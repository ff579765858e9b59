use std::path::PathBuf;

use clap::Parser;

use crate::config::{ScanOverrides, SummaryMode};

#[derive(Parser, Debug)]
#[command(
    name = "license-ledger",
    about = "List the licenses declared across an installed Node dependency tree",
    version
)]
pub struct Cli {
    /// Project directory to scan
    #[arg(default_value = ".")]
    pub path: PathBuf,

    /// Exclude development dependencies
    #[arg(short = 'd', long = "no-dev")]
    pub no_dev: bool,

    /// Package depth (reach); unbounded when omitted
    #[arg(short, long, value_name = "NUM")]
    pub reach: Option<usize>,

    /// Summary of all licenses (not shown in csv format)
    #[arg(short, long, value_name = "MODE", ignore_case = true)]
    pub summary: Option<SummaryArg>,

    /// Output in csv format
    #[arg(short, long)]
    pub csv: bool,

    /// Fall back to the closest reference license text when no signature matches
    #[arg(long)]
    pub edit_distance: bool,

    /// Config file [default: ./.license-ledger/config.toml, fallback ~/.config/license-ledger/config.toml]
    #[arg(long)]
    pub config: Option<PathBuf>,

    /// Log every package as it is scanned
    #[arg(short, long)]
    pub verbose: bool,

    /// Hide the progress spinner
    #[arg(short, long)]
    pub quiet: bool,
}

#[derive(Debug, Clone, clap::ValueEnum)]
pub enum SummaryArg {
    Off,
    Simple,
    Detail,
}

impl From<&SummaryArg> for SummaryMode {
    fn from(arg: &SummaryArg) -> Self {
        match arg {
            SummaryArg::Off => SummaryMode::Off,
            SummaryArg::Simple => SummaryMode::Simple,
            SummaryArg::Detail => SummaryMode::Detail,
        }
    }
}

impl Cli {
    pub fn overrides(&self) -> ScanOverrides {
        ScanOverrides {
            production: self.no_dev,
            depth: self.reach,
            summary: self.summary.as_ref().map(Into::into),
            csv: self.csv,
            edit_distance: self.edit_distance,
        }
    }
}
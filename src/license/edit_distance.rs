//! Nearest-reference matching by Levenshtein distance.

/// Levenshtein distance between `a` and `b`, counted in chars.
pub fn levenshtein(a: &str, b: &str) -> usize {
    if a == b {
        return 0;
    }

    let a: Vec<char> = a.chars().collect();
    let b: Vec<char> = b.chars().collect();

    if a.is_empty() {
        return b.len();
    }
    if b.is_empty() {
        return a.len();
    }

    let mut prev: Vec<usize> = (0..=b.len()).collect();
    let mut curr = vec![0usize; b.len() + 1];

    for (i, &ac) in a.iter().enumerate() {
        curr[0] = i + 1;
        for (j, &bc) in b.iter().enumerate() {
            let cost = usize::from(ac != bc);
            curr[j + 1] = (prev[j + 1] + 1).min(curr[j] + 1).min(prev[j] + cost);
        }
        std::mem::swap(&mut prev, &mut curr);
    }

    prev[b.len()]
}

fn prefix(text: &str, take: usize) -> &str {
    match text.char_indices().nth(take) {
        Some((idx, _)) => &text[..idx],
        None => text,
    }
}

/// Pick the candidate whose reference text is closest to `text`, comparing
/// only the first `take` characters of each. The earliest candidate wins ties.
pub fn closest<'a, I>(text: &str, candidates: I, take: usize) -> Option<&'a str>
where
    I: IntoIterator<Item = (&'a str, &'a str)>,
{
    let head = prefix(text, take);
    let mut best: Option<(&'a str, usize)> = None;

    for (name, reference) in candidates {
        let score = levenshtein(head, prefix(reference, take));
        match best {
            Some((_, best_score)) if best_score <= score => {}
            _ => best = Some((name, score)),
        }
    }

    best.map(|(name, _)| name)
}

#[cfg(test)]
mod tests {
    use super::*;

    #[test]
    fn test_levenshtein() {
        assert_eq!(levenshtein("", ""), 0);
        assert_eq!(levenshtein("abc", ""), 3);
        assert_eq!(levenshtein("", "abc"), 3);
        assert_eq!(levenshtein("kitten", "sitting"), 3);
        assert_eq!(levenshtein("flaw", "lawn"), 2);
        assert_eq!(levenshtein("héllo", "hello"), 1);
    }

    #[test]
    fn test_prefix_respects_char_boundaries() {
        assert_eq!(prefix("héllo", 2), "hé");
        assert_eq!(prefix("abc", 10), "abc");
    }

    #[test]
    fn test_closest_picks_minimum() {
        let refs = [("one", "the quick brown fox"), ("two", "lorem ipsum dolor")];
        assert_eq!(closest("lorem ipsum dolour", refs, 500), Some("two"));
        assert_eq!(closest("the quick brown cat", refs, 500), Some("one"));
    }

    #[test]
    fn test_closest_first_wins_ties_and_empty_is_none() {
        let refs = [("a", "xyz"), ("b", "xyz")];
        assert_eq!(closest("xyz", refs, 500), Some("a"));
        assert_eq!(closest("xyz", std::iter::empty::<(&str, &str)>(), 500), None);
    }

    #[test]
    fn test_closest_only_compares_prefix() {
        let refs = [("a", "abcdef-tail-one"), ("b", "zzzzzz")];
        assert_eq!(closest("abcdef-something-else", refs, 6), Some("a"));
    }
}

(TASK)
Throughout the data above, find each line that includes the string "Debug"; state only how many there are.

(FINISHED TASK)
2